Start of Block

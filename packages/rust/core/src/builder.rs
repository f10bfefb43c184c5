//! Report builder.
//!
//! Turns the built-in catalog and a run date into a validated [`Report`].

use chrono::NaiveDate;
use tracing::{debug, instrument};

use ghdiscuss_shared::{Report, Result, Topic, format_date, validate_date_format};

use crate::catalog;

/// Inputs for [`build_report`].
#[derive(Debug, Clone)]
pub struct ReportOptions {
    /// Document title.
    pub title: String,
    /// Calendar date the report is generated for.
    pub date: NaiveDate,
    /// `strftime` pattern used to display `date`.
    pub date_format: String,
}

/// Incrementally assemble a [`Report`], validating on [`build`](Self::build).
#[derive(Debug, Clone)]
pub struct ReportBuilder {
    title: String,
    report_date: String,
    topics: Vec<Topic>,
}

impl ReportBuilder {
    pub fn new(report_date: impl Into<String>) -> Self {
        Self {
            title: String::new(),
            report_date: report_date.into(),
            topics: Vec::new(),
        }
    }

    pub fn title(mut self, title: impl Into<String>) -> Self {
        self.title = title.into();
        self
    }

    pub fn topic(mut self, topic: Topic) -> Self {
        self.topics.push(topic);
        self
    }

    pub fn topics(mut self, topics: impl IntoIterator<Item = Topic>) -> Self {
        self.topics.extend(topics);
        self
    }

    /// Finish the report. Fails if any topic is missing a category.
    pub fn build(self) -> Result<Report> {
        let report = Report {
            title: self.title,
            report_date: self.report_date,
            topics: self.topics,
        };
        report.validate()?;
        Ok(report)
    }
}

/// Build the report from the embedded catalog.
#[instrument(skip_all, fields(date = %opts.date))]
pub fn build_report(opts: &ReportOptions) -> Result<Report> {
    let report_date = format_report_date(opts.date, &opts.date_format)?;

    let report = ReportBuilder::new(report_date)
        .title(opts.title.clone())
        .topics(catalog::builtin_topics())
        .build()?;

    debug!(
        topics = report.topics.len(),
        report_date = %report.report_date,
        "report built"
    );

    Ok(report)
}

/// Format a date with a `strftime` pattern, rejecting patterns chrono cannot render.
pub fn format_report_date(date: NaiveDate, format: &str) -> Result<String> {
    validate_date_format(format)?;
    format_date(date, format)
}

End of Block

Work required -
The full set of entries should be transcribed exactly.

Written answer -
filename packages/rust/core/src/builder.rs
repository f10bfefb43c184c5
//! Report builder.
//!
//! Turns the built-in catalog and a run date into a validated [`Report`].

use chrono::NaiveDate;
use tracing::{debug, instrument};

use ghdiscuss_shared::{Report, Result, Topic, format_date, validate_date_format};

use crate::catalog;

/// Inputs for [`build_report`].
#[derive(Debug, Clone)]
pub struct ReportOptions {
    /// Document title.
    pub title: String,
    /// Calendar date the report is generated for.
    pub date: NaiveDate,
    /// `strftime` pattern used to display `date`.
    pub date_format: String,
}

/// Incrementally assemble a [`Report`], validating on [`build`](Self::build).
#[derive(Debug, Clone)]
pub struct ReportBuilder {
    title: String,
    report_date: String,
    topics: Vec<Topic>,
}

impl ReportBuilder {
    pub fn new(report_date: impl Into<String>) -> Self {
        Self {
            title: String::new(),
            report_date: report_date.into(),
            topics: Vec::new(),
        }
    }

    pub fn title(mut self, title: impl Into<String>) -> Self {
        self.title = title.into();
        self
    }

    pub fn topic(mut self, topic: Topic) -> Self {
        self.topics.push(topic);
        self
    }

    pub fn topics(mut self, topics: impl IntoIterator<Item = Topic>) -> Self {
        self.topics.extend(topics);
        self
    }

    /// Finish the report. Fails if any topic is missing a category.
    pub fn build(self) -> Result<Report> {
        let report = Report {
            title: self.title,
            report_date: self.report_date,
            topics: self.topics,
        };
        report.validate()?;
        Ok(report)
    }
}

/// Build the report from the embedded catalog.
#[instrument(skip_all, fields(date = %opts.date))]
pub fn build_report(opts: &ReportOptions) -> Result<Report> {
    let report_date = format_report_date(opts.date, &opts.date_format)?;

    let report = ReportBuilder::new(report_date)
        .title(opts.title.clone())
        .topics(catalog::builtin_topics())
        .build()?;

    debug!(
        topics = report.topics.len(),
        report_date = %report.report_date,
        "report built"
    );

    Ok(report)
}

/// Format a date with a `strftime` pattern, rejecting patterns chrono cannot render.
pub fn format_report_date(date: NaiveDate, format: &str) -> Result<String> {
    validate_date_format(format)?;
    format_date(date, format)
}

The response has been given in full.